Kekerasan mengambil bentuk
secara dinamis. Di Indonesia, ketika
pembahasan kekerasan didekati dari perspektif sejarah untuk melihat
hubungan-hubungan kekuasaan yang ada
dalam masyarakat maka sebenarnya akar kekerasan bukan semata-mata
bersifat teologis tetapi sangat manusiawi. Persaingan dan kecemburuan terhadap
perbedaan-perbedaan sumber daya yang dimiliki dalam masyarakat menjadi alasan
utama terjadinya kekerasan.
Konflik atas nama agama
seperti yang terjadi di wilayah propinsi Maluku, Maluku Utara maupun Sulawesi
Tengah (Tentena, Poso, Palu) sebenarnya sangat dipicu oleh kebijakan
pembangunan yang tidak adil, ingatan bersama masa lalu sebelum jaman keIndonesiaan.
Penguasaan monopoli sumber-sumber daya alam dan penindasan terhadap
kelompok-kelompok marginal jaman pra Indonesia 1945 terus terbawa sampai masa perubahan struktur
masyarakat karena modernisasi kepimpinan lokal, pembangunan nasional dan
kebijakan otonomi daerah yang memungkinkan kebangkitan loyalitas kesukuan marginal
menduduki posisi-posisi strategis paska reformasi 1998 (Adeney-Risakotta:2005,
2008).
Seperti dijelaskan dalam Alkitab,
kebencian Kain seolah-olah menuduh Allah SWT yang berpihak kepada Habel. Kebenciannya nampak dalam wajahnya. Dalam
situasi terbelenggu dengan kemarahan dan prasangka terhadap Habel, Allah SWT sudah
memperingatkan Kain supaya bisa menguasai dirinya karena kekerasan itu sangat
dekat pada dirinya sendiri. Kekerasan muncul dalam bentuk kata-kata ancaman
yang dengan cepat mengambil bentuk dalam tindakan menyakitkan tubuh.
Kekerasan digambarkan sebagai
penggoda yang sekali memerangkap akan selalu menjerat manusia untuk mengulangi
hal yang sama.

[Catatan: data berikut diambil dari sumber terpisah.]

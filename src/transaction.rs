//! Defines the core transaction data model.

use std::str::FromStr;

use rust_decimal::Decimal;
use serde::{Deserialize, Serialize};
use time::OffsetDateTime;

use crate::{Error, tag::TransactionTag};

/// The identifier for a transaction.
pub type TransactionId = i64;

/// Whether a transaction brings money in or takes money out.
#[derive(Debug, Clone, Copy, PartialEq, Eq, Serialize, Deserialize)]
#[serde(rename_all = "kebab-case")]
pub enum TransactionKind {
    /// Money earned.
    Income,
    /// Money spent.
    Expense,
}

impl TransactionKind {
    /// The stable key used in serialized data and queries.
    pub fn as_key(self) -> &'static str {
        match self {
            Self::Income => "income",
            Self::Expense => "expense",
        }
    }

    /// The human-readable display name.
    pub fn label(self) -> &'static str {
        match self {
            Self::Income => "Income",
            Self::Expense => "Expense",
        }
    }
}

impl FromStr for TransactionKind {
    type Err = Error;

    fn from_str(s: &str) -> Result<Self, Self::Err> {
        match s {
            "income" => Ok(Self::Income),
            "expense" => Ok(Self::Expense),
            _ => Err(Error::UnrecognizedKind(s.to_owned())),
        }
    }
}

/// An expense or income, i.e. an event where money was either spent or earned.
///
/// To create a new `Transaction`, use [Transaction::build].
#[derive(Debug, Clone, PartialEq, Serialize, Deserialize)]
pub struct Transaction {
    /// The ID of the transaction.
    pub id: TransactionId,
    /// A short display title. May be empty.
    pub title: String,
    /// The amount of money moved. This is a magnitude, never negative; the
    /// direction comes from `kind`.
    pub amount: Decimal,
    /// Whether the transaction is an income or an expense.
    #[serde(rename = "type")]
    pub kind: TransactionKind,
    /// The category of the transaction. `None` for records whose label fell
    /// outside the fixed tag set.
    pub tag: Option<TransactionTag>,
    /// When the transaction happened. Future instants are allowed.
    #[serde(with = "time::serde::rfc3339")]
    pub occurred_on: OffsetDateTime,
    /// A free-form note.
    pub note: Option<String>,
    /// A reference to an attached image. The blob itself is managed by an
    /// external collaborator; this library only carries the reference.
    pub attachment: Option<String>,
}

impl Transaction {
    /// Create a new transaction.
    ///
    /// Shortcut for [TransactionBuilder] for discoverability.
    pub fn build(
        amount: Decimal,
        kind: TransactionKind,
        occurred_on: OffsetDateTime,
    ) -> TransactionBuilder {
        TransactionBuilder {
            amount,
            kind,
            occurred_on,
            title: String::new(),
            tag: None,
            note: None,
            attachment: None,
        }
    }
}

/// A builder for creating [Transaction] instances.
///
/// The builder collects the transaction fields step by step, with sensible
/// defaults for the optional ones. Pass the finished builder to
/// [crate::Ledger::add], which validates the amount and assigns the ID.
///
/// # Examples
///
/// ```
/// use rust_decimal::Decimal;
/// use time::macros::datetime;
///
/// use spendeur_rs::{Transaction, TransactionKind, TransactionTag};
///
/// let builder = Transaction::build(
///     Decimal::new(4599, 2),
///     TransactionKind::Expense,
///     datetime!(2025 - 01 - 15 18:30 UTC),
/// )
/// .title("Coffee beans")
/// .tag(Some(TransactionTag::Food))
/// .note(Some("1kg dark roast"));
/// ```
#[derive(Debug, Clone, PartialEq)]
pub struct TransactionBuilder {
    /// The amount of money moved, as a non-negative magnitude.
    ///
    /// Negative values are rejected when the builder is finalized.
    pub amount: Decimal,

    /// Whether the transaction is an income or an expense.
    pub kind: TransactionKind,

    /// When the transaction happened.
    ///
    /// Any instant is accepted, including instants in the future, so
    /// forward-dated entries such as upcoming bills can be recorded.
    pub occurred_on: OffsetDateTime,

    /// A short display title. Defaults to the empty string.
    pub title: String,

    /// The category of the transaction. Defaults to `None`.
    pub tag: Option<TransactionTag>,

    /// A free-form note. Defaults to `None`.
    pub note: Option<String>,

    /// A reference to an attached image. Defaults to `None`.
    pub attachment: Option<String>,
}

impl TransactionBuilder {
    /// Set the display title for the transaction.
    pub fn title(mut self, title: &str) -> Self {
        self.title = title.to_owned();
        self
    }

    /// Set the tag for the transaction.
    pub fn tag(mut self, tag: Option<TransactionTag>) -> Self {
        self.tag = tag;
        self
    }

    /// Set the note for the transaction.
    pub fn note(mut self, note: Option<&str>) -> Self {
        self.note = note.map(str::to_owned);
        self
    }

    /// Set the image attachment reference for the transaction.
    pub fn attachment(mut self, attachment: Option<&str>) -> Self {
        self.attachment = attachment.map(str::to_owned);
        self
    }

    pub(crate) fn finalize(self, id: TransactionId) -> Transaction {
        Transaction {
            id,
            title: self.title,
            amount: self.amount,
            kind: self.kind,
            tag: self.tag,
            occurred_on: self.occurred_on,
            note: self.note,
            attachment: self.attachment,
        }
    }
}

#[cfg(test)]
mod tests {
    use std::str::FromStr;

    use rust_decimal::Decimal;
    use time::macros::datetime;

    use crate::{
        Error,
        tag::TransactionTag,
        transaction::{Transaction, TransactionKind},
    };

    #[test]
    fn build_sets_optional_fields() {
        let builder = Transaction::build(
            Decimal::new(4599, 2),
            TransactionKind::Expense,
            datetime!(2025 - 01 - 15 18:30 UTC),
        )
        .title("Coffee beans")
        .tag(Some(TransactionTag::Food))
        .note(Some("1kg dark roast"))
        .attachment(Some("receipts/coffee.jpg"));

        assert_eq!(builder.title, "Coffee beans");
        assert_eq!(builder.tag, Some(TransactionTag::Food));
        assert_eq!(builder.note, Some("1kg dark roast".to_owned()));
        assert_eq!(builder.attachment, Some("receipts/coffee.jpg".to_owned()));
    }

    #[test]
    fn kind_key_round_trips() {
        assert_eq!(
            TransactionKind::from_str("income"),
            Ok(TransactionKind::Income)
        );
        assert_eq!(
            TransactionKind::from_str("expense"),
            Ok(TransactionKind::Expense)
        );
    }

    #[test]
    fn unknown_kind_key_is_rejected() {
        assert_eq!(
            TransactionKind::from_str("transfer"),
            Err(Error::UnrecognizedKind("transfer".to_owned()))
        );
    }

    #[test]
    fn labels_are_display_names() {
        assert_eq!(TransactionKind::Income.label(), "Income");
        assert_eq!(TransactionKind::Expense.label(), "Expense");
    }

    #[test]
    fn serializes_with_wire_field_names() {
        let transaction = Transaction::build(
            Decimal::new(4599, 2),
            TransactionKind::Expense,
            datetime!(2025 - 01 - 15 18:30 UTC),
        )
        .title("Coffee beans")
        .tag(Some(TransactionTag::Food))
        .finalize(7);

        let value = serde_json::to_value(&transaction).unwrap();

        assert_eq!(value["id"], 7);
        assert_eq!(value["amount"], "45.99");
        assert_eq!(value["type"], "expense");
        assert_eq!(value["tag"], "food");
        assert_eq!(value["occurred_on"], "2025-01-15T18:30:00Z");
    }
}
//! The closed set of category tags for transactions.

use std::{fmt::Display, str::FromStr};

use serde::{Deserialize, Serialize};

use crate::Error;

/// A category label for a transaction.
///
/// The set of tags is fixed. Records arriving from outside sources may carry
/// labels that fall outside this set; such records are treated as untagged
/// rather than rejected.
#[derive(Debug, Clone, Copy, PartialEq, Eq, Hash, Serialize, Deserialize)]
#[serde(rename_all = "kebab-case")]
pub enum TransactionTag {
    /// Public transport and travel fares.
    Transport,
    /// Groceries, takeaways and dining out.
    Food,
    /// Rent, mortgage and home maintenance.
    Housing,
    /// Insurance premiums.
    Insurance,
    /// Medicine, appointments and healthcare.
    Medical,
    /// Money put aside.
    Savings,
    /// Personal care and shopping.
    Personal,
    /// Movies, games and going out.
    Entertainment,
    /// Anything that does not fit the other tags.
    Others,
    /// Power, water, internet and phone bills.
    Utilities,
    /// Vehicle purchase, fuel and servicing.
    Car,
}

impl TransactionTag {
    /// Every tag, in the order they are presented to users.
    pub const ALL: [TransactionTag; 11] = [
        Self::Transport,
        Self::Food,
        Self::Housing,
        Self::Insurance,
        Self::Medical,
        Self::Savings,
        Self::Personal,
        Self::Entertainment,
        Self::Others,
        Self::Utilities,
        Self::Car,
    ];

    /// The stable key used in serialized data and queries.
    pub fn as_key(self) -> &'static str {
        match self {
            Self::Transport => "transport",
            Self::Food => "food",
            Self::Housing => "housing",
            Self::Insurance => "insurance",
            Self::Medical => "medical",
            Self::Savings => "savings",
            Self::Personal => "personal",
            Self::Entertainment => "entertainment",
            Self::Others => "others",
            Self::Utilities => "utilities",
            Self::Car => "car",
        }
    }

    /// The human-readable display name, used to label chart entries.
    pub fn title(self) -> &'static str {
        match self {
            Self::Transport => "Transport",
            Self::Food => "Food",
            Self::Housing => "Housing",
            Self::Insurance => "Insurance",
            Self::Medical => "Medical",
            Self::Savings => "Savings",
            Self::Personal => "Personal",
            Self::Entertainment => "Entertainment",
            Self::Others => "Others",
            Self::Utilities => "Utilities",
            Self::Car => "Car",
        }
    }

    /// The emoji shown next to the tag in transaction lists.
    pub fn emoji(self) -> &'static str {
        match self {
            Self::Transport => "🚆",
            Self::Food => "🍔",
            Self::Housing => "🏠",
            Self::Insurance => "🛡️",
            Self::Medical => "💊",
            Self::Savings => "💰",
            Self::Personal => "🙋",
            Self::Entertainment => "🎬",
            Self::Others => "📦",
            Self::Utilities => "💡",
            Self::Car => "🚗",
        }
    }
}

impl FromStr for TransactionTag {
    type Err = Error;

    fn from_str(s: &str) -> Result<Self, Self::Err> {
        match s {
            "transport" => Ok(Self::Transport),
            "food" => Ok(Self::Food),
            "housing" => Ok(Self::Housing),
            "insurance" => Ok(Self::Insurance),
            "medical" => Ok(Self::Medical),
            "savings" => Ok(Self::Savings),
            "personal" => Ok(Self::Personal),
            "entertainment" => Ok(Self::Entertainment),
            "others" => Ok(Self::Others),
            "utilities" => Ok(Self::Utilities),
            "car" => Ok(Self::Car),
            _ => Err(Error::UnrecognizedTag(s.to_owned())),
        }
    }
}

impl Display for TransactionTag {
    fn fmt(&self, f: &mut std::fmt::Formatter<'_>) -> std::fmt::Result {
        write!(f, "{}", self.as_key())
    }
}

Al’Quran mencatat bahwa pewahyuan ayat tentang Kain dan Habel
yang diterima oleh nabi Muhammad SAW secara historis diberikan Allah SWT dalam
konteks penurunan Surah terakhir yang sering disebut ”Siarah Perpisahan nabi ke
Mekah”.
Wahyu ini merepresentasikan
situasi global dari persaingan yang terjadi antara suku-suku yang beragama
Kristen yang loyal terhadap kekaisaran Romawi Timur dengan suku-suku lain yang beragama lain maupun mereka yang menerima Islam
sebagai jalan menuju Allah SWT (Pickthall: 1961, 96). Jadi tujuan penurunan wahyu tentang Kain dan
Habel pada masa dan konteks historis kehidupan nabi Muhammad SAW adalah untuk
menasihati orang-orang berkitab supaya meninggalkan kekerasan dan mengikuti
jalan Allah SWT. Mewaspadai terhadap belenggu kekerasan sebagai nampak dalam
cerita Kain dan Habel sangat terasa kuat dalam Surah V ayat 27.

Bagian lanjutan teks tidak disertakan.